### [The problem]
Once you reach the line that holds "JSON error bodies." in the listing below, output it and every line after it through the line that holds "the date prefix", word for word.
----
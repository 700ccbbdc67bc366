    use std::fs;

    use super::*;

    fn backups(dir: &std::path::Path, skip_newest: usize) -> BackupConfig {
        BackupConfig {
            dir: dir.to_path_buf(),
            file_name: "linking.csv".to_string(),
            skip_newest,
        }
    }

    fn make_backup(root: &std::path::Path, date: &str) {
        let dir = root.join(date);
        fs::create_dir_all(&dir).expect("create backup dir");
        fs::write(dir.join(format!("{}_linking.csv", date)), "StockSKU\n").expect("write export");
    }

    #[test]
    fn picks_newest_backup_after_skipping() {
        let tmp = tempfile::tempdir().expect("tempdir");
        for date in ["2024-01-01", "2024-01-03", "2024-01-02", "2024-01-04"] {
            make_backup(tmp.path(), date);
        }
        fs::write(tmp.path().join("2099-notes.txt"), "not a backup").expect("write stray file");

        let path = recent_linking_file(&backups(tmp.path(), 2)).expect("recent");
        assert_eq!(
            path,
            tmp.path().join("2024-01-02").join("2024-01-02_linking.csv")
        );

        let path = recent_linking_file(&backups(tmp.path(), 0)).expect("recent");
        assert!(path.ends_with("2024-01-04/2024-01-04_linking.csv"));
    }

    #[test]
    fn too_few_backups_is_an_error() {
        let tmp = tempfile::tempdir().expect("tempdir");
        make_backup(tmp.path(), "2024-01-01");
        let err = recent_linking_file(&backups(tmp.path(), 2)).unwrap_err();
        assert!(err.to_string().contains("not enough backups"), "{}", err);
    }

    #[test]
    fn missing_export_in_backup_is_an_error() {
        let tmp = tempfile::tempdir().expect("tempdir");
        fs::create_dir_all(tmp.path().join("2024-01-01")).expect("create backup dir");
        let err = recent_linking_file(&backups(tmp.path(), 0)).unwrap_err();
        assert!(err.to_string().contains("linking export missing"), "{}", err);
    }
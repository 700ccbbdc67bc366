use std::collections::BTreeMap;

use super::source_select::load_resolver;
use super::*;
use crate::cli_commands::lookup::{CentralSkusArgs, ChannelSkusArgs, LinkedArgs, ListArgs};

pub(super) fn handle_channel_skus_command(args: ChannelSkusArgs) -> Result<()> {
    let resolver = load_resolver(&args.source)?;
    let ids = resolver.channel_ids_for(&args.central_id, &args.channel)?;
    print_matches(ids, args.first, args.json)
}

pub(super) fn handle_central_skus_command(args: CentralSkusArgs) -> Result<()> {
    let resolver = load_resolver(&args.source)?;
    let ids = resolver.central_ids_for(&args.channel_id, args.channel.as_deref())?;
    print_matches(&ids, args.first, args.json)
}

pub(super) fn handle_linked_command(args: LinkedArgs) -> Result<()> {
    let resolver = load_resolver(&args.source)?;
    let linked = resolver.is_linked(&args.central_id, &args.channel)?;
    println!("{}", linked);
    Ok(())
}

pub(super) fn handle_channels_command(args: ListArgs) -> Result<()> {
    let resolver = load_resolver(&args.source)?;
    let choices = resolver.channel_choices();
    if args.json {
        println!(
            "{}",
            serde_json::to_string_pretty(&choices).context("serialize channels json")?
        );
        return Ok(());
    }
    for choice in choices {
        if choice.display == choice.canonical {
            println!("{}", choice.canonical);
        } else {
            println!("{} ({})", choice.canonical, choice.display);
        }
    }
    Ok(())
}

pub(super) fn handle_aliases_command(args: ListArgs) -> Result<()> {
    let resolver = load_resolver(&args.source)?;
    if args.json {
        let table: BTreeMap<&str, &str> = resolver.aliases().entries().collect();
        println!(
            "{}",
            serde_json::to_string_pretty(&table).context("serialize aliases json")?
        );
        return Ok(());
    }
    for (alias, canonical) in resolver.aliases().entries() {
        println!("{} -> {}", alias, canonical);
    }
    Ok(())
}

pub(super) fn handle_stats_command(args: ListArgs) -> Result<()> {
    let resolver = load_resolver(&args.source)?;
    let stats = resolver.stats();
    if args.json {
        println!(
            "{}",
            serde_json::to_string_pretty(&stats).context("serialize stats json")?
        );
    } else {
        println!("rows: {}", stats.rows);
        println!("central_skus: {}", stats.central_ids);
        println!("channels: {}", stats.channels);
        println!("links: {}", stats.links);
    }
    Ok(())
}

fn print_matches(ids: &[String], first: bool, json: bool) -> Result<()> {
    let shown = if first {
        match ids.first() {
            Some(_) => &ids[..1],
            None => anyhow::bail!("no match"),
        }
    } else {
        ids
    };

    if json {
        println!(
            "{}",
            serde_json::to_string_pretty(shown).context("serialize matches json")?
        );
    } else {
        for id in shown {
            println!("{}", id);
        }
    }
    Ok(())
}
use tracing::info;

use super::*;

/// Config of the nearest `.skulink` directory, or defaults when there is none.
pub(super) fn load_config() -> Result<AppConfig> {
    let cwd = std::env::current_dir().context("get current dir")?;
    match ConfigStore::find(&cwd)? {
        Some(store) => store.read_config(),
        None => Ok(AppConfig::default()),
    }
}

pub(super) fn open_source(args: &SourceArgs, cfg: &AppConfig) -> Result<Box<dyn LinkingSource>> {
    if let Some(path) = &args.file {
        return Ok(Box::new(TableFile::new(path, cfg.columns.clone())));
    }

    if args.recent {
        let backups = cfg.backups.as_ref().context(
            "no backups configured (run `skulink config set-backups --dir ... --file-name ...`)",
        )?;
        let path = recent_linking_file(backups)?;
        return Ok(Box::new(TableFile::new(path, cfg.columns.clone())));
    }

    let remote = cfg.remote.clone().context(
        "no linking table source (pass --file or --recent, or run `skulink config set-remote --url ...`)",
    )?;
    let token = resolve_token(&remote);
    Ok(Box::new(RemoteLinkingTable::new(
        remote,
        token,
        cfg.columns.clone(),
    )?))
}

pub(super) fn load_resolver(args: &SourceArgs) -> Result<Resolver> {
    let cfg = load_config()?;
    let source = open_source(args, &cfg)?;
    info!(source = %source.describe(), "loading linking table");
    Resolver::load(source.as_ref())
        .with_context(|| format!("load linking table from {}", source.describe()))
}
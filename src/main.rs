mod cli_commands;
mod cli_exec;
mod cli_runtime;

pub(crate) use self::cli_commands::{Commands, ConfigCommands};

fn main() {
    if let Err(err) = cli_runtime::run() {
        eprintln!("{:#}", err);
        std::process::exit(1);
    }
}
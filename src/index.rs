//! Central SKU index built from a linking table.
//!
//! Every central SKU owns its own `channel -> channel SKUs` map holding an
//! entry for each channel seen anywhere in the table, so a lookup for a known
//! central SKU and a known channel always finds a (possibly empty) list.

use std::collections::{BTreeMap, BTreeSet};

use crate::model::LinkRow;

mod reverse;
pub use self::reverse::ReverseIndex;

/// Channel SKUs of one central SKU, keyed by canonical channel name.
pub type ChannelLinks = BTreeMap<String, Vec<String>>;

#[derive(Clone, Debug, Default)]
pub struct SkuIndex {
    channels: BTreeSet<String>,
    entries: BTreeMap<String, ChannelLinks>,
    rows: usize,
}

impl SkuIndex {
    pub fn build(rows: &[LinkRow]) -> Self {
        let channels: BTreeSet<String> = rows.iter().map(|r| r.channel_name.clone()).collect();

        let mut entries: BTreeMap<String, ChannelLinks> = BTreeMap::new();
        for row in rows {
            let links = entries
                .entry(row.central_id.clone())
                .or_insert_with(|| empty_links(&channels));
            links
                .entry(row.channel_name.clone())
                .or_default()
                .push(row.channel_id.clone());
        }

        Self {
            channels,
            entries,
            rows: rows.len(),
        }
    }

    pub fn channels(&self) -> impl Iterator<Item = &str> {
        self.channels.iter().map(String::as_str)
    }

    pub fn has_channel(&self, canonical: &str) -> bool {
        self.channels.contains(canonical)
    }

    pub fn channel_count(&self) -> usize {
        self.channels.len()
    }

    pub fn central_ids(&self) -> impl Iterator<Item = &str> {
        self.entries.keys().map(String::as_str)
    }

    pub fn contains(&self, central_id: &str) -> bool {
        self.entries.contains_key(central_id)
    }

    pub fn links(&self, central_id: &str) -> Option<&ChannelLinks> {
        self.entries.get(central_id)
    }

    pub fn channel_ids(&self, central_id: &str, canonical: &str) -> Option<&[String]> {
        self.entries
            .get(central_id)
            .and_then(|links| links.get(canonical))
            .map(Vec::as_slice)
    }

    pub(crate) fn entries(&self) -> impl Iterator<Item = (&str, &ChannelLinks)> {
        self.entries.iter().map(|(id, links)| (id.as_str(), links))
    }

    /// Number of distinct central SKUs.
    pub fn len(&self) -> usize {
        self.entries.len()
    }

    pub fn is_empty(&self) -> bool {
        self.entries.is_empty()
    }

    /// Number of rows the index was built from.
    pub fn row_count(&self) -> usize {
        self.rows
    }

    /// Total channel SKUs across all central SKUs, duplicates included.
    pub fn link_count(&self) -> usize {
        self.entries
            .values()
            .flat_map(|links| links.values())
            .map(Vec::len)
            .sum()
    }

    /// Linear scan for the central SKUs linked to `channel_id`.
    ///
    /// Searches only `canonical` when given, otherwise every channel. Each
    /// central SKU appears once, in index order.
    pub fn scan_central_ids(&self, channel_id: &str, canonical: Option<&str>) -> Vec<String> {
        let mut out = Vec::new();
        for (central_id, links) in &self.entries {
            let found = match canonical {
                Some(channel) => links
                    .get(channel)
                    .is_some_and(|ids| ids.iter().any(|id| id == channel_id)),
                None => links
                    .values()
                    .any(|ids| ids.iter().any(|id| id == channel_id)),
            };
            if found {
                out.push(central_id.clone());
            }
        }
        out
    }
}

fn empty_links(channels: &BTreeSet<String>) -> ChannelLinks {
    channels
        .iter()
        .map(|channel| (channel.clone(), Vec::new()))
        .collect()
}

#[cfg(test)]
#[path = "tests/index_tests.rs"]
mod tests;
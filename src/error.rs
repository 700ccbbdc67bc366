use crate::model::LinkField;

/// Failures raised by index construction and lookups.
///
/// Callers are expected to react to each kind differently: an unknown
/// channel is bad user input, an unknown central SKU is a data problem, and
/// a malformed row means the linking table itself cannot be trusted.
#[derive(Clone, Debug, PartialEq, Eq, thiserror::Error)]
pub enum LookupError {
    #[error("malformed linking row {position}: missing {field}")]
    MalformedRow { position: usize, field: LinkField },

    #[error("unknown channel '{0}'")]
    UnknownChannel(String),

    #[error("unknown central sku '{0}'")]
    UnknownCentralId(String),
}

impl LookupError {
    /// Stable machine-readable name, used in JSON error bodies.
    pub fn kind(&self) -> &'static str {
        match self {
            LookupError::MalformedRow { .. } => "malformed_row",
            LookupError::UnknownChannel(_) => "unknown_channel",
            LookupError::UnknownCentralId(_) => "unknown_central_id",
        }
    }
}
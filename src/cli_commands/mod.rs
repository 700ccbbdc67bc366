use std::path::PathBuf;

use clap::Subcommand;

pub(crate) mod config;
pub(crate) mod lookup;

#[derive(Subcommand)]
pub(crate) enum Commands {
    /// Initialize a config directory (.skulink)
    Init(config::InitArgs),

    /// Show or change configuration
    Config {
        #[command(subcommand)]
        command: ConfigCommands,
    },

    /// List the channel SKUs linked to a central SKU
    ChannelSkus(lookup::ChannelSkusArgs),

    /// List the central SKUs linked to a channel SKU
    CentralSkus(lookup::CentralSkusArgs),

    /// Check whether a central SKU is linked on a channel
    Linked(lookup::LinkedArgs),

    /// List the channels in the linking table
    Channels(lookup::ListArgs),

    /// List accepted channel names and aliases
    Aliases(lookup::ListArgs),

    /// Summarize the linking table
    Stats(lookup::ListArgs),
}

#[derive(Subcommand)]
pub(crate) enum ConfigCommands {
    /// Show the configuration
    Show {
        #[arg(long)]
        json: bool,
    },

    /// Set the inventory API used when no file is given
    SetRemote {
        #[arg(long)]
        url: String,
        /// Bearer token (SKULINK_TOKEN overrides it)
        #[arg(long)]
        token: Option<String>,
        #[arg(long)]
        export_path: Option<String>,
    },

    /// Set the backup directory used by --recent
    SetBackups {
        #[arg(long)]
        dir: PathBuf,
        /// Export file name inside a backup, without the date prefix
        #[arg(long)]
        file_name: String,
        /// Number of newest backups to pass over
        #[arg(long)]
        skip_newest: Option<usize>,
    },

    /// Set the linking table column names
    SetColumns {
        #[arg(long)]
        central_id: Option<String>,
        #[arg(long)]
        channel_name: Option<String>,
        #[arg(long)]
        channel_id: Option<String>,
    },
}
----
### [Solution]
    /// Stable machine-readable name, used in JSON error bodies.
    pub fn kind(&self) -> &'static str {
        match self {
            LookupError::MalformedRow { .. } => "malformed_row",
            LookupError::UnknownChannel(_) => "unknown_channel",
            LookupError::UnknownCentralId(_) => "unknown_central_id",
        }
    }
}
filename src/cli_commands/mod.rs
repository 700ccbbdc67bc366
use std::path::PathBuf;

use clap::Subcommand;

pub(crate) mod config;
pub(crate) mod lookup;

#[derive(Subcommand)]
pub(crate) enum Commands {
    /// Initialize a config directory (.skulink)
    Init(config::InitArgs),

    /// Show or change configuration
    Config {
        #[command(subcommand)]
        command: ConfigCommands,
    },

    /// List the channel SKUs linked to a central SKU
    ChannelSkus(lookup::ChannelSkusArgs),

    /// List the central SKUs linked to a channel SKU
    CentralSkus(lookup::CentralSkusArgs),

    /// Check whether a central SKU is linked on a channel
    Linked(lookup::LinkedArgs),

    /// List the channels in the linking table
    Channels(lookup::ListArgs),

    /// List accepted channel names and aliases
    Aliases(lookup::ListArgs),

    /// Summarize the linking table
    Stats(lookup::ListArgs),
}

#[derive(Subcommand)]
pub(crate) enum ConfigCommands {
    /// Show the configuration
    Show {
        #[arg(long)]
        json: bool,
    },

    /// Set the inventory API used when no file is given
    SetRemote {
        #[arg(long)]
        url: String,
        /// Bearer token (SKULINK_TOKEN overrides it)
        #[arg(long)]
        token: Option<String>,
        #[arg(long)]
        export_path: Option<String>,
    },

    /// Set the backup directory used by --recent
    SetBackups {
        #[arg(long)]
        dir: PathBuf,
        /// Export file name inside a backup, without the date prefix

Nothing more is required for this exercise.